Jimmy Kimmel hosted an emotional reunion between 'Abbott Elementary' creator and her sixth-grade teacher

"Abbott Elementary" creator Quinta Brunson named her hit TV show after her beloved sixth grade teacher.

Few people have as profound an effect on a child's life as a teacher does. Most of us have educators who stand out in our memories for the way they taught us, encouraged us, challenged us or nurtured us. The powerful impact of a good teacher is priceless, which is why a surprise reunion between "Abbott Elementary" creator Quinta Brunson and her sixth-grade teacher, Ms. Abbott, is giving people all the warm-hearted feelings.

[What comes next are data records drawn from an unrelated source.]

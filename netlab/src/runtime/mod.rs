//! The emulation runtime the experiment drivers talk to.

pub mod command;
pub mod netns;
pub mod recording;

use anyhow::Result;
use netlab_topo::TopologySpec;

/// A network-emulation runtime: it accepts a topology description and
/// exposes per-node command execution.
///
/// The drivers only ever talk to this trait, which keeps the topology and
/// route computation independent of how (or whether) commands actually run.
#[allow(async_fn_in_trait)]
pub trait Runtime {
    type Task: Task;

    /// Instantiates the given topology.
    async fn create_topology(&mut self, topo: &TopologySpec) -> Result<()>;

    /// Starts the emulation. Must be called after [`Runtime::create_topology`].
    async fn start(&mut self) -> Result<()>;

    /// Runs a command on a node, waits for it and returns its stdout.
    async fn exec_on(&mut self, node: &str, command: &str) -> Result<String>;

    /// Launches a command on a node in the background. The returned handle
    /// must be awaited or explicitly detached.
    async fn spawn_on(&mut self, node: &str, command: &str) -> Result<Self::Task>;

    /// Opens the interactive session, blocking until the operator exits it.
    async fn interactive(&mut self) -> Result<()>;

    /// Tears the emulation down. Best effort: still-running background
    /// commands are not tracked past this point.
    async fn stop(&mut self) -> Result<()>;
}

/// Handle to a background command issued through [`Runtime::spawn_on`].
#[allow(async_fn_in_trait)]
pub trait Task {
    /// Gives up on observing the command's completion, leaving it running.
    fn detach(self);

    /// Waits for the command to finish, failing on a non-zero exit status.
    async fn wait(self) -> Result<()>;
}
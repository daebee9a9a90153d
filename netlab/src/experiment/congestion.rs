//! The congestion experiment: iperf flows across a lossy dumbbell, with
//! tcpdump captures on the endpoints.

use crate::config::cli::CongestionOpt;
use crate::experiment::dump_graph;
use crate::runtime::{Runtime, Task};
use anyhow::{Result, bail};
use clap::ValueEnum;
use netlab_topo::builder;
use std::net::Ipv4Addr;

const SERVER: &str = "h4";
const SERVER_IP: Ipv4Addr = Ipv4Addr::new(10, 0, 0, 4);
const BASE_PORT: u16 = 1234;

/// Capture duration baked into the tcpdump invocation, in seconds.
const CAPTURE_TIMEOUT_SECS: u32 = 15_000;

/// The closed set of traffic patterns the experiment supports.
#[derive(ValueEnum, Debug, Clone, Copy, PartialEq, Eq)]
pub enum TrafficPattern {
    /// A single h1 -> h4 flow, with captures on both endpoints
    #[value(alias = "b")]
    SingleFlow,
    /// Three concurrent flows from h1, h2 and h3 to h4 on distinct ports
    #[value(alias = "c")]
    ParallelFlows,
}

/// One client-server iperf flow.
pub struct Flow {
    pub client: &'static str,
    pub port: u16,
}

/// One tcpdump capture on a node's interface.
pub struct Capture {
    pub node: &'static str,
    pub ifname: &'static str,
    pub file: &'static str,
}

impl TrafficPattern {
    pub fn flows(self) -> Vec<Flow> {
        let clients: &[&'static str] = match self {
            TrafficPattern::SingleFlow => &["h1"],
            TrafficPattern::ParallelFlows => &["h1", "h2", "h3"],
        };
        clients
            .iter()
            .enumerate()
            .map(|(i, client)| Flow {
                client,
                port: BASE_PORT + i as u16,
            })
            .collect()
    }

    pub fn captures(self) -> Vec<Capture> {
        let capture = |node, ifname, file| Capture { node, ifname, file };
        match self {
            TrafficPattern::SingleFlow => vec![
                capture("h4", "h4-eth2", "server_h4.pcap"),
                capture("h1", "h1-eth1", "client_h1.pcap"),
            ],
            TrafficPattern::ParallelFlows => vec![
                capture("h4", "h4-eth2", "server_h4.pcap"),
                capture("h3", "h3-eth2", "client_h3.pcap"),
                capture("h2", "h2-eth1", "client_h2.pcap"),
                capture("h1", "h1-eth1", "client_h1.pcap"),
            ],
        }
    }
}

pub async fn run<R: Runtime>(runtime: &mut R, opts: &CongestionOpt, open_cli: bool) -> Result<()> {
    let scheme = validated_scheme(&opts.scheme)?;
    let topo = builder::dumbbell(opts.loss)?;
    topo.validate()?;

    if let Some(path) = &opts.graph_out {
        dump_graph(&topo, path)?;
    }

    runtime.create_topology(&topo).await?;
    runtime.start().await?;

    let pattern = opts.pattern;

    // Servers first, one per port; they serve for the whole run
    for flow in pattern.flows() {
        runtime
            .spawn_on(SERVER, &format!("iperf -s -p {}", flow.port))
            .await?
            .detach();
    }

    // Captures next, so they see the flows from the first packet. They run
    // for a fixed duration and outlive the flows on purpose
    for capture in pattern.captures() {
        runtime
            .spawn_on(
                capture.node,
                &format!(
                    "timeout {CAPTURE_TIMEOUT_SECS} tcpdump -i {} -w {}",
                    capture.ifname, capture.file
                ),
            )
            .await?
            .detach();
    }

    // Client flows, all under the same congestion-control scheme
    let mut clients = Vec::new();
    for flow in pattern.flows() {
        let task = runtime
            .spawn_on(
                flow.client,
                &format!("iperf -c {SERVER_IP} -p {} -Z {scheme}", flow.port),
            )
            .await?;
        clients.push(task);
    }

    if open_cli {
        // The operator takes over; the flows keep running underneath
        for client in clients {
            client.detach();
        }
        runtime.interactive().await?;
    } else {
        for client in clients {
            client.wait().await?;
        }
    }

    runtime.stop().await
}

/// The scheme is spliced into a shell command, so restrict it to plain
/// identifier characters (cubic, bbr, reno, ...).
fn validated_scheme(scheme: &str) -> Result<&str> {
    let well_formed = !scheme.is_empty()
        && scheme
            .chars()
            .all(|c| c.is_ascii_alphanumeric() || c == '_' || c == '-');
    if !well_formed {
        bail!("invalid congestion-control scheme: {scheme:?}");
    }
    Ok(scheme)
}

#[cfg(test)]
mod test {
    use super::*;
    use crate::runtime::recording::{IssuedCommand, RecordingRuntime};
    use std::collections::HashSet;

    fn options(pattern: TrafficPattern) -> CongestionOpt {
        CongestionOpt {
            pattern,
            scheme: "cubic".to_string(),
            loss: 10,
            graph_out: None,
        }
    }

    fn traffic(runtime: &RecordingRuntime) -> (Vec<&IssuedCommand>, Vec<&IssuedCommand>, Vec<&IssuedCommand>) {
        let servers = runtime
            .commands
            .iter()
            .filter(|c| c.command.starts_with("iperf -s"))
            .collect();
        let captures = runtime
            .commands
            .iter()
            .filter(|c| c.command.contains("tcpdump"))
            .collect();
        let clients = runtime
            .commands
            .iter()
            .filter(|c| c.command.starts_with("iperf -c"))
            .collect();
        (servers, captures, clients)
    }

    #[tokio::test]
    async fn single_flow_issues_one_iperf_pair_and_two_captures() {
        let mut runtime = RecordingRuntime::new();
        run(&mut runtime, &options(TrafficPattern::SingleFlow), false)
            .await
            .unwrap();

        let (servers, captures, clients) = traffic(&runtime);
        assert_eq!(servers.len(), 1);
        assert_eq!(captures.len(), 2);
        assert_eq!(clients.len(), 1);

        assert_eq!(servers[0].node, "h4");
        assert_eq!(servers[0].command, "iperf -s -p 1234");
        assert_eq!(clients[0].node, "h1");
        assert_eq!(clients[0].command, "iperf -c 10.0.0.4 -p 1234 -Z cubic");
        assert!(runtime.stopped);
    }

    #[tokio::test]
    async fn parallel_flows_use_three_distinct_ports_and_four_captures() {
        let mut runtime = RecordingRuntime::new();
        run(&mut runtime, &options(TrafficPattern::ParallelFlows), false)
            .await
            .unwrap();

        let (servers, captures, clients) = traffic(&runtime);
        assert_eq!(servers.len(), 3);
        assert_eq!(captures.len(), 4);
        assert_eq!(clients.len(), 3);

        let ports: HashSet<_> = clients
            .iter()
            .map(|c| c.command.rsplit("-p ").next().unwrap()[..4].to_string())
            .collect();
        assert_eq!(
            ports,
            HashSet::from(["1234".to_string(), "1235".to_string(), "1236".to_string()])
        );

        let capture_nodes: Vec<_> = captures.iter().map(|c| c.node.as_str()).collect();
        assert_eq!(capture_nodes, ["h4", "h3", "h2", "h1"]);
    }

    #[tokio::test]
    async fn captures_use_the_fixed_duration_template() {
        let mut runtime = RecordingRuntime::new();
        run(&mut runtime, &options(TrafficPattern::SingleFlow), false)
            .await
            .unwrap();

        let (_, captures, _) = traffic(&runtime);
        assert_eq!(
            captures[0].command,
            "timeout 15000 tcpdump -i h4-eth2 -w server_h4.pcap"
        );
        assert_eq!(
            captures[1].command,
            "timeout 15000 tcpdump -i h1-eth1 -w client_h1.pcap"
        );
        assert!(captures.iter().all(|c| c.background));
    }

    #[tokio::test]
    async fn unknown_pattern_is_rejected_before_any_command() {
        assert!(TrafficPattern::from_str("b", true).is_ok());
        assert!(TrafficPattern::from_str("c", true).is_ok());
        assert!(TrafficPattern::from_str("single-flow", true).is_ok());
        assert!(TrafficPattern::from_str("parallel-flows", true).is_ok());
        assert!(TrafficPattern::from_str("x", true).is_err());
    }

    #[tokio::test]
    async fn malformed_scheme_aborts_before_topology_creation() {
        let mut runtime = RecordingRuntime::new();
        let mut opts = options(TrafficPattern::SingleFlow);
        opts.scheme = "cubic; rm -rf /".to_string();

        assert!(run(&mut runtime, &opts, false).await.is_err());
        assert!(runtime.topology.is_none());
        assert!(runtime.commands.is_empty());
    }

    #[tokio::test]
    async fn out_of_range_loss_aborts_before_topology_creation() {
        let mut runtime = RecordingRuntime::new();
        let mut opts = options(TrafficPattern::SingleFlow);
        opts.loss = 101;

        assert!(run(&mut runtime, &opts, false).await.is_err());
        assert!(runtime.topology.is_none());
    }
}
use crate::TopologyError;
use std::fmt;
use std::net::Ipv4Addr;
use std::str::FromStr;

/// An interface address: an IPv4 address plus the prefix length of the
/// subnet it lives in, e.g. `10.0.0.1/24`.
#[derive(Debug, Clone, Copy, PartialEq, Eq)]
pub struct IfaceAddr {
    pub addr: Ipv4Addr,
    pub prefix: u8,
}

impl IfaceAddr {
    pub fn new(addr: Ipv4Addr, prefix: u8) -> Self {
        Self { addr, prefix }
    }

    /// The subnet enclosing this address.
    pub fn subnet(&self) -> Subnet {
        Subnet::containing(self.addr, self.prefix)
    }
}

impl fmt::Display for IfaceAddr {
    fn fmt(&self, f: &mut fmt::Formatter<'_>) -> fmt::Result {
        write!(f, "{}/{}", self.addr, self.prefix)
    }
}

impl FromStr for IfaceAddr {
    type Err = TopologyError;

    fn from_str(s: &str) -> Result<Self, Self::Err> {
        let (addr, prefix) = parse_cidr(s)?;
        Ok(Self { addr, prefix })
    }
}

/// An IPv4 subnet in CIDR notation (e.g. `10.0.0.0/24`).
///
/// The stored address is always the network address; constructing a subnet
/// from an arbitrary address inside it masks off the host bits.
#[derive(Debug, Clone, Copy, PartialEq, Eq, Hash)]
pub struct Subnet {
    pub network: Ipv4Addr,
    pub prefix: u8,
}

impl Subnet {
    /// Returns the subnet with the given prefix length that contains `addr`.
    pub fn containing(addr: Ipv4Addr, prefix: u8) -> Self {
        let mask = prefix_mask(prefix);
        Self {
            network: Ipv4Addr::from_bits(addr.to_bits() & mask),
            prefix,
        }
    }

    pub fn contains(&self, addr: Ipv4Addr) -> bool {
        let mask = prefix_mask(self.prefix);
        addr.to_bits() & mask == self.network.to_bits()
    }
}

impl fmt::Display for Subnet {
    fn fmt(&self, f: &mut fmt::Formatter<'_>) -> fmt::Result {
        write!(f, "{}/{}", self.network, self.prefix)
    }
}

impl FromStr for Subnet {
    type Err = TopologyError;

    fn from_str(s: &str) -> Result<Self, Self::Err> {
        let (addr, prefix) = parse_cidr(s)?;
        Ok(Self::containing(addr, prefix))
    }
}

fn prefix_mask(prefix: u8) -> u32 {
    debug_assert!(0 < prefix && prefix <= 32);
    u32::MAX << (32 - prefix)
}

// Parse CIDR syntax (e.g. 10.0.0.0/24); a missing prefix is interpreted as /32
fn parse_cidr(s: &str) -> Result<(Ipv4Addr, u8), TopologyError> {
    let invalid = |detail: &str| TopologyError::InvalidAddress(format!("{s}: {detail}"));

    let mut parts = s.split('/');
    let addr: Ipv4Addr = parts
        .next()
        .ok_or_else(|| invalid("empty string"))?
        .parse()
        .map_err(|_| invalid("not a valid IPv4 address"))?;

    let prefix: u8 = parts
        .next()
        .unwrap_or("32")
        .parse()
        .map_err(|_| invalid("prefix is not a valid unsigned integer"))?;
    if prefix == 0 {
        return Err(invalid("prefix cannot be 0"));
    }
    if prefix > 32 {
        return Err(invalid("prefix cannot be higher than 32"));
    }

    if parts.next().is_some() {
        return Err(invalid("trailing characters after prefix"));
    }

    Ok((addr, prefix))
}
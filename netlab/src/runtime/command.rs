//! Utilities for running external commands.

use anyhow::{Context, Result, bail};
use tokio::process::Command;

pub struct Output {
    pub stdout: String,
    pub stderr: String,
}

/// Runs a program to completion, failing on a non-zero exit status.
pub async fn run(program: &str, args: &[&str]) -> Result<Output> {
    tracing::debug!(program, ?args, "running command");

    let output = Command::new(program)
        .args(args)
        .output()
        .await
        .with_context(|| format!("failed to launch {program}"))?;

    let stdout = String::from_utf8_lossy(&output.stdout).to_string();
    let stderr = String::from_utf8_lossy(&output.stderr).to_string();

    if !output.status.success() {
        tracing::debug!(status = ?output.status, %stderr, "command returned non-zero status");
        bail!(
            "{program} {} failed with {}: {}",
            args.join(" "),
            output.status,
            stderr.trim()
        );
    }

    Ok(Output { stdout, stderr })
}
mod config;
mod experiment;
mod runtime;

use crate::config::cli::{CliOpt, Command};
use crate::runtime::Runtime;
use crate::runtime::netns::NetnsRuntime;
use crate::runtime::recording::RecordingRuntime;
use anyhow::Context;
use clap::Parser;
use tracing_subscriber::EnvFilter;

fn main() -> anyhow::Result<()> {
    tracing_subscriber::fmt()
        .with_env_filter(EnvFilter::from_default_env())
        .init();

    let options = CliOpt::parse();

    let rt = tokio::runtime::Builder::new_current_thread()
        .enable_all()
        .build()
        .context("failed to initialize tokio")?;

    rt.block_on(run(options))
}

async fn run(options: CliOpt) -> anyhow::Result<()> {
    let open_cli = !options.no_cli && !options.dry_run;

    if options.dry_run {
        let mut runtime = RecordingRuntime::new();
        dispatch(&mut runtime, &options, open_cli).await?;

        println!("--- Commands ---");
        for command in &runtime.commands {
            println!("{command}");
        }
        return Ok(());
    }

    let mut runtime = NetnsRuntime::new("netlab");
    let result = dispatch(&mut runtime, &options, open_cli).await;
    if result.is_err() {
        // The drivers only stop the runtime on success; clean up what was
        // already instantiated before reporting the error
        runtime.stop().await.ok();
    }
    result
}

async fn dispatch<R: Runtime>(
    runtime: &mut R,
    options: &CliOpt,
    open_cli: bool,
) -> anyhow::Result<()> {
    match &options.command {
        Command::Routing(opts) => experiment::routing::run(runtime, opts, open_cli).await,
        Command::Congestion(opts) => experiment::congestion::run(runtime, opts, open_cli).await,
    }
}
//! Stopword and sentiment lexicons.
//!
//! Lexicons are built once per batch from raw word-list sources and then
//! shared read-only by every document analysis. Both sets are unordered;
//! use the `sorted*` views when a stable listing is needed.
//!
//! ## Normalization
//!
//! Each source is split into entries on newlines and on `|` (word lists
//! sometimes put alternatives on one line). Configured annotations such as
//! `"(Former Yug. Rep.)"` are removed, entries are trimmed and lowercased,
//! and empty entries are discarded.
//!
//! ## Sentiment classification
//!
//! A sentiment source is bucketed by its name: names containing
//! `positive` go to the positive set, names containing `negative` to the
//! negative set (case-insensitive, `positive` wins if both appear).
//! Anything else is reported as
//! [`LexiconError::UnclassifiedLexiconSource`] and skipped.

pub mod loader;

use std::borrow::Cow;

use lexmetric_types::{AnalyzerConfig, LexiconError};
use rustc_hash::FxHashSet;
use smallvec::SmallVec;
use tracing::{info, warn};

/// A named raw word list.
#[derive(Debug, Clone, PartialEq, Eq)]
pub struct LexiconSource {
    /// Source name, typically the file name.
    pub name: String,
    /// Raw contents.
    pub text: String,
}

impl LexiconSource {
    /// Creates a source.
    pub fn new(name: impl Into<String>, text: impl Into<String>) -> Self {
        Self {
            name: name.into(),
            text: text.into(),
        }
    }
}

/// Splits raw list text into normalized entries.
///
/// ```
/// use lexmetric_core::lexicon::normalize_entries;
///
/// let annotations = vec!["(Former Yug. Rep.)".to_string()];
/// let words: Vec<String> =
///     normalize_entries("  The|AND \n\nMacedonia (Former Yug. Rep.)\n", &annotations).collect();
/// assert_eq!(words, ["the", "and", "macedonia"]);
/// ```
pub fn normalize_entries<'a>(
    text: &'a str,
    annotations: &'a [String],
) -> impl Iterator<Item = String> + 'a {
    text.split(['\n', '|']).filter_map(move |raw| {
        let mut entry = Cow::Borrowed(raw);
        for annotation in annotations {
            if entry.contains(annotation.as_str()) {
                entry = Cow::Owned(entry.replace(annotation.as_str(), ""));
            }
        }

        let trimmed = entry.trim();
        if trimmed.is_empty() {
            None
        } else {
            Some(trimmed.to_lowercase())
        }
    })
}

/// Normalized words excluded from sentiment and content analysis.
#[derive(Debug, Clone, Default, PartialEq, Eq)]
pub struct StopwordSet {
    words: FxHashSet<String>,
}

impl StopwordSet {
    /// Builds a set from already-normalized words.
    pub fn from_words<I, S>(words: I) -> Self
    where
        I: IntoIterator<Item = S>,
        S: Into<String>,
    {
        Self {
            words: words.into_iter().map(Into::into).collect(),
        }
    }

    /// Membership test on an exact (already lowercased) word.
    #[inline]
    pub fn contains(&self, word: &str) -> bool {
        self.words.contains(word)
    }

    /// Number of distinct words.
    pub fn len(&self) -> usize {
        self.words.len()
    }

    /// True when the set is empty.
    pub fn is_empty(&self) -> bool {
        self.words.is_empty()
    }

    /// Words in unspecified order.
    pub fn iter(&self) -> impl Iterator<Item = &str> {
        self.words.iter().map(String::as_str)
    }

    /// Words in lexicographic order.
    pub fn sorted(&self) -> Vec<&str> {
        sorted(&self.words)
    }
}

/// Which sentiment bucket a source feeds.
#[derive(Debug, Clone, Copy, PartialEq, Eq)]
pub enum SentimentLabel {
    /// Positive words.
    Positive,
    /// Negative words.
    Negative,
}

impl SentimentLabel {
    /// Infers the label from a source name.
    pub fn classify(name: &str) -> Option<Self> {
        let name = name.to_lowercase();
        if name.contains("positive") {
            Some(SentimentLabel::Positive)
        } else if name.contains("negative") {
            Some(SentimentLabel::Negative)
        } else {
            None
        }
    }
}

/// Positive and negative word sets.
///
/// The sets are not forced to be disjoint: a word listed in both scores
/// on both sides.
#[derive(Debug, Clone, Default, PartialEq, Eq)]
pub struct SentimentLexicon {
    positive: FxHashSet<String>,
    negative: FxHashSet<String>,
}

impl SentimentLexicon {
    /// Builds a lexicon from already-normalized words.
    pub fn from_words<P, N, S>(positive: P, negative: N) -> Self
    where
        P: IntoIterator<Item = S>,
        N: IntoIterator<Item = S>,
        S: Into<String>,
    {
        Self {
            positive: positive.into_iter().map(Into::into).collect(),
            negative: negative.into_iter().map(Into::into).collect(),
        }
    }

    /// True if `word` is in the positive set.
    #[inline]
    pub fn is_positive(&self, word: &str) -> bool {
        self.positive.contains(word)
    }

    /// True if `word` is in the negative set.
    #[inline]
    pub fn is_negative(&self, word: &str) -> bool {
        self.negative.contains(word)
    }

    /// Size of the positive set.
    pub fn positive_len(&self) -> usize {
        self.positive.len()
    }

    /// Size of the negative set.
    pub fn negative_len(&self) -> usize {
        self.negative.len()
    }

    /// Positive words in lexicographic order.
    pub fn sorted_positive(&self) -> Vec<&str> {
        sorted(&self.positive)
    }

    /// Negative words in lexicographic order.
    pub fn sorted_negative(&self) -> Vec<&str> {
        sorted(&self.negative)
    }

    /// Words present in both sets, sorted.
    pub fn overlap(&self) -> Vec<&str> {
        let mut both: Vec<&str> = self
            .positive
            .iter()
            .filter(|w| self.negative.contains(w.as_str()))
            .map(String::as_str)
            .collect();
        both.sort_unstable();
        both
    }
}

/// Both lexicons, built once and shared by reference across documents.
#[derive(Debug, Clone, Default, PartialEq, Eq)]
pub struct Lexicons {
    /// Stopwords.
    pub stopwords: StopwordSet,
    /// Sentiment words.
    pub sentiment: SentimentLexicon,
}

impl Lexicons {
    /// Empty lexicons: every sentiment score comes out as 0.
    pub fn empty() -> Self {
        Self::default()
    }
}

/// Non-fatal problems met while building lexicons.
///
/// Each problem is logged when recorded; the offending source was skipped.
#[derive(Debug, Default)]
pub struct BuildReport {
    issues: SmallVec<[LexiconError; 4]>,
}

impl BuildReport {
    /// Records and logs an issue.
    pub fn push(&mut self, issue: LexiconError) {
        warn!(error = %issue, "skipping lexicon source");
        self.issues.push(issue);
    }

    /// Appends another report's issues without logging them again.
    pub fn merge(&mut self, other: BuildReport) {
        self.issues.extend(other.issues);
    }

    /// True when nothing was skipped.
    pub fn is_clean(&self) -> bool {
        self.issues.is_empty()
    }

    /// Number of issues.
    pub fn len(&self) -> usize {
        self.issues.len()
    }

    /// True when nothing was skipped.
    pub fn is_empty(&self) -> bool {
        self.issues.is_empty()
    }

    /// Recorded issues, in the order they occurred.
    pub fn issues(&self) -> &[LexiconError] {
        &self.issues
    }
}

/// Turns raw sources into normalized lexicons.
#[derive(Debug, Clone)]
pub struct LexiconBuilder {
    annotations: Vec<String>,
}

impl Default for LexiconBuilder {
    fn default() -> Self {
        Self::new(&AnalyzerConfig::default())
    }
}

impl LexiconBuilder {
    /// Creates a builder using the config's annotation list.
    pub fn new(config: &AnalyzerConfig) -> Self {
        Self {
            annotations: config.annotations.clone(),
        }
    }

    /// Unions all sources into one deduplicated stopword set.
    pub fn build_stopwords(&self, sources: &[LexiconSource]) -> StopwordSet {
        let mut words = FxHashSet::default();
        for source in sources {
            words.extend(normalize_entries(&source.text, &self.annotations));
        }

        info!(sources = sources.len(), words = words.len(), "built stopword set");
        StopwordSet { words }
    }

    /// Buckets sources by name and normalizes their words, leaving out
    /// anything already in `stopwords`.
    ///
    /// Sources whose name matches neither label are reported and skipped.
    pub fn build_sentiment(
        &self,
        sources: &[LexiconSource],
        stopwords: &StopwordSet,
    ) -> (SentimentLexicon, BuildReport) {
        let mut lexicon = SentimentLexicon::default();
        let mut report = BuildReport::default();

        for source in sources {
            let Some(label) = SentimentLabel::classify(&source.name) else {
                report.push(LexiconError::UnclassifiedLexiconSource {
                    name: source.name.clone(),
                });
                continue;
            };

            let bucket = match label {
                SentimentLabel::Positive => &mut lexicon.positive,
                SentimentLabel::Negative => &mut lexicon.negative,
            };

            bucket.extend(
                normalize_entries(&source.text, &self.annotations)
                    .filter(|word| !stopwords.contains(word)),
            );
        }

        info!(
            positive = lexicon.positive.len(),
            negative = lexicon.negative.len(),
            skipped = report.len(),
            "built sentiment lexicon"
        );
        (lexicon, report)
    }

    /// Builds both lexicons. Stopwords come first since sentiment
    /// normalization filters against them.
    pub fn build(
        &self,
        stopword_sources: &[LexiconSource],
        sentiment_sources: &[LexiconSource],
    ) -> (Lexicons, BuildReport) {
        let stopwords = self.build_stopwords(stopword_sources);
        let (sentiment, report) = self.build_sentiment(sentiment_sources, &stopwords);
        (Lexicons { stopwords, sentiment }, report)
    }
}

fn sorted(words: &FxHashSet<String>) -> Vec<&str> {
    let mut out: Vec<&str> = words.iter().map(String::as_str).collect();
    out.sort_unstable();
    out
}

"Abbott Elementary" is an ABC mockumentary sitcom that debuted in December and has been getting rave reviews. It follows the daily life of teachers, administrators and students in a Philadelphia public school. People are loving it—especially teachers.

Jimmy Kimmel brought the show's creator Quinta Brunson onto his late-night show for an interview, and as they got chatting he pointed out that "Abbott Elementary" was named after a former teacher of Brunson's—Ms. Abbott from sixth grade. And when she showed up on a huge screen behind them, Brunson almost immediately started crying.


The joyful exchange they had was sweet, but it also illustrated how incredible teachers can be. Educators who have been in the classroom for a whole career have taught hundreds, if not thousands, of kids, and yet they can so often remember details about individual students who came through their classroom.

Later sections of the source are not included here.